Jour 1 : Houston -> Pedernales Falls State Park -> Fredericksburg (nuit au Best Western Plus Fredericksburg)

Jour 2 : Fredericksburg -> Enchanted Rock -> Marfa (nuit à l’hôtel Paisano).

Jour 3 : Marfa -> US67 -> Big Bend Ranch State Park (Fort Leaton State Historic Site et  Closed Canyon trail) ->Terlingua (nuit au Big Bend Resort and Adventures)
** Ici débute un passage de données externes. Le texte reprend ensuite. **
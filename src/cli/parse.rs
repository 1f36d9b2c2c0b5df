//! CLI parse: clap types for seo-writer. No behavior; definitions only.

use clap::{Parser, Subcommand};
use std::path::PathBuf;

/// seo-writer CLI - SEO article generation with a deterministic fallback
#[derive(Parser)]
#[command(name = "seo-writer")]
#[command(about = "Generate SEO articles through an external model or the built-in simulator")]
pub struct Cli {
    #[command(subcommand)]
    pub command: Commands,

    /// Configuration file path (TOML)
    #[arg(long)]
    pub config: Option<PathBuf>,

    /// Enable verbose logging (default: off)
    #[arg(long, default_value = "false")]
    pub verbose: bool,

    /// Log level (trace, debug, info, warn, error, off)
    #[arg(long)]
    pub log_level: Option<String>,

    /// Log format (json, text)
    #[arg(long)]
    pub log_format: Option<String>,

    /// Log output (stdout, stderr, file)
    #[arg(long)]
    pub log_output: Option<String>,

    /// Log file path (if output is "file")
    #[arg(long)]
    pub log_file: Option<PathBuf>,
}

#[derive(Subcommand)]
pub enum Commands {
    /// Generate one article and print it as JSON
    Generate {
        /// Primary keyword the article targets
        #[arg(long)]
        keyword: String,
        /// Article title
        #[arg(long)]
        title: String,
        /// Article type (pillar or supporting; anything else means supporting)
        #[arg(long = "type")]
        article_type: Option<String>,
        /// Include a content quality report
        #[arg(long)]
        quality: bool,
    },
    /// Show provider configuration status
    Status {
        /// Output format (text or json)
        #[arg(long, default_value = "text")]
        format: String,
    },
}
//! Config file source: an explicit TOML file passed by the caller.

use config::builder::DefaultState;
use config::ConfigBuilder;
use config::ConfigError;
use config::File;
use config::FileFormat;
use std::path::Path;
use tracing::debug;

/// Add the config file to the builder. A path that was asked for must exist.
pub fn add_to_builder(
    builder: ConfigBuilder<DefaultState>,
    path: &Path,
) -> Result<ConfigBuilder<DefaultState>, ConfigError> {
    if !path.exists() {
        return Err(ConfigError::NotFound(path.display().to_string()));
    }
    let path_str = path
        .to_str()
        .ok_or_else(|| ConfigError::Message(format!("Non UTF-8 config path: {:?}", path)))?;

    debug!(config_path = %path.display(), "Loading configuration file");
    Ok(builder.add_source(File::new(path_str, FileFormat::Toml).required(true)))
}
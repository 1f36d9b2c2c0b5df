//! Generation Provider Abstraction
//!
//! A provider takes a finished prompt and returns the raw completion text in a
//! single round trip. The orchestrator only sees [`GenerationProvider`]; wire
//! formats, HTTP transport, and error classification live in the concrete
//! clients under this module.

use crate::config::ProviderSettings;
use crate::error::ProviderError;
use crate::types::RawGenerationResponse;
use async_trait::async_trait;
use reqwest::Client;
use std::time::Duration;

pub mod gemini;

pub use gemini::GeminiClient;

/// The only provider selector value that enables the external path.
pub const SUPPORTED_PROVIDER: &str = "gemini";

/// Provider client trait
#[async_trait]
pub trait GenerationProvider: Send + Sync {
    /// Send the prompt and return the first candidate's text.
    async fn generate(&self, prompt: &str) -> Result<RawGenerationResponse, ProviderError>;

    /// Get the provider name
    fn provider_name(&self) -> &str;

    /// Get the model name
    fn model_name(&self) -> &str;
}

/// Build the concrete client for the configured provider.
///
/// Returns `Ok(None)` when the settings do not enable the external path.
pub fn create_provider(
    settings: &ProviderSettings,
) -> Result<Option<Box<dyn GenerationProvider>>, ProviderError> {
    if !settings.is_enabled() {
        return Ok(None);
    }
    let api_key = settings.api_key.clone().unwrap_or_default();
    let client = GeminiClient::new(
        settings.model.clone(),
        api_key,
        settings.endpoint.clone(),
        Duration::from_secs(settings.connect_timeout_secs),
        Duration::from_secs(settings.timeout_secs),
    )?;
    Ok(Some(Box::new(client)))
}

pub(crate) fn build_provider_http_client(
    connect_timeout: Duration,
    request_timeout: Duration,
) -> Result<Client, ProviderError> {
    Client::builder()
        .no_proxy()
        .connect_timeout(connect_timeout)
        .timeout(request_timeout)
        .build()
        .map_err(|e| ProviderError::ClientBuild(e.to_string()))
}

// Map transport-level reqwest errors (no response received) to ProviderError.
// The request URL carries the API key, so it is stripped before formatting.
pub(crate) fn map_http_error(error: reqwest::Error, request_timeout: Duration) -> ProviderError {
    let error = error.without_url();
    if error.is_timeout() {
        ProviderError::Timeout {
            timeout_secs: request_timeout.as_secs(),
        }
    } else if error.is_connect() {
        ProviderError::Transport {
            status: None,
            message: format!("Connection error: {}", error),
            body: None,
        }
    } else {
        ProviderError::Transport {
            status: error.status().map(|s| s.as_u16()),
            message: format!("HTTP error: {}", error),
            body: None,
        }
    }
}

// Classify a non-2xx status with the provider's error body
pub(crate) fn status_error(status: u16, body: String) -> ProviderError {
    let message = match status {
        400 => "Bad request",
        401 | 403 => "Authentication failed",
        404 => "Model not found",
        429 => "Rate limit exceeded",
        500..=599 => "Provider unavailable",
        _ => "Request failed",
    };
    ProviderError::Transport {
        status: Some(status),
        message: message.to_string(),
        body: if body.is_empty() { None } else { Some(body) },
    }
}
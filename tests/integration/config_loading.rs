//! Layered configuration loading

use seo_writer::config::ConfigLoader;
use seo_writer::error::ApiError;
use seo_writer::orchestrator::ArticleGenerator;
use std::collections::HashMap;
use std::io::Write;
use tempfile::NamedTempFile;

fn env(pairs: &[(&str, &str)]) -> HashMap<String, String> {
    pairs
        .iter()
        .map(|(k, v)| (k.to_string(), v.to_string()))
        .collect()
}

fn toml_file(contents: &str) -> NamedTempFile {
    let mut file = tempfile::Builder::new().suffix(".toml").tempfile().unwrap();
    file.write_all(contents.as_bytes()).unwrap();
    file
}

#[test]
fn empty_environment_disables_provider() {
    let config = ConfigLoader::load_with_env(None, &HashMap::new()).unwrap();
    let generator = ArticleGenerator::new(&config);
    let status = generator.provider_status();

    assert!(!status.enabled);
    assert_eq!(status.status, "not configured");
    assert!(!status.api_key_configured);
    assert!(!status.has_endpoint);
}

#[test]
fn key_without_selector_is_not_enough() {
    let config =
        ConfigLoader::load_with_env(None, &env(&[("AI_API_KEY", "secret")])).unwrap();
    let status = ArticleGenerator::new(&config).provider_status();

    assert!(!status.enabled);
    assert!(status.api_key_configured);
}

#[test]
fn environment_enables_provider() {
    let config = ConfigLoader::load_with_env(
        None,
        &env(&[
            ("AI_API_KEY", "secret"),
            ("AI_API_PROVIDER", "Gemini"),
            ("AI_ENDPOINT", "http://localhost:9999/v1beta/models"),
        ]),
    )
    .unwrap();
    let status = ArticleGenerator::new(&config).provider_status();

    assert!(status.enabled);
    assert_eq!(status.status, "ready");
    assert_eq!(status.provider.as_deref(), Some("Gemini"));
    assert!(status.has_endpoint);
}

#[test]
fn environment_overrides_file() {
    let file = toml_file(
        "[provider]\napi_key = \"file-key\"\nselector = \"gemini\"\nmodel = \"file-model\"\n\n[simulator]\nlatency_ms = 250\n",
    );
    let config = ConfigLoader::load_with_env(
        Some(file.path()),
        &env(&[("AI_MODEL", "env-model"), ("SIMULATOR_LATENCY_MS", "0")]),
    )
    .unwrap();

    assert_eq!(config.provider.api_key.as_deref(), Some("file-key"));
    assert_eq!(config.provider.model, "env-model");
    assert_eq!(config.simulator.latency_ms, 0);
    assert!(config.provider.is_enabled());
}

#[test]
fn file_logging_section_is_read() {
    let file = toml_file("[logging]\nlevel = \"debug\"\nformat = \"json\"\n");
    let config = ConfigLoader::load_with_env(Some(file.path()), &HashMap::new()).unwrap();

    assert_eq!(config.logging.level, "debug");
    assert_eq!(config.logging.format, "json");
    assert_eq!(config.logging.output, "stderr");
}

#[test]
fn invalid_values_are_rejected() {
    let err = ConfigLoader::load_with_env(None, &env(&[("AI_TIMEOUT_SECS", "soon")]));
    assert!(matches!(err, Err(ApiError::ConfigError(_))));

    let err = ConfigLoader::load_with_env(None, &env(&[("AI_ENDPOINT", "ftp://example.com")]));
    assert!(matches!(err, Err(ApiError::ConfigError(_))));

    let missing = std::path::Path::new("/definitely/not/here/seo-writer.toml");
    assert!(ConfigLoader::load_with_env(Some(missing), &HashMap::new()).is_err());
}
Jour 4 : Terlingua->Big Bend National Park (Ross Maxwell Scenic Drive, Santa Elena Canyon, Sam Nail Ranch, Tuft Canyon, Sotol Vista Overlook et Mule Ears View point) -> retour à Terlingua (nuit au Big Bend Resort and Adventures)

Jour 5 : Big Bend National Park (Lost Mine trail, Panther Junction Visitor center, Dugout Wells, Hot Springs et Rio Grande overlook) -> Nuit au Chisos Mountain Lodge

Jour 6 : Big Bend National Park (Window Trail, Grapevine Hills road, Balanced Rock trail et Fossil Bone Exibit) -> Sanderson (nuit à l’hôtel Budget Inn)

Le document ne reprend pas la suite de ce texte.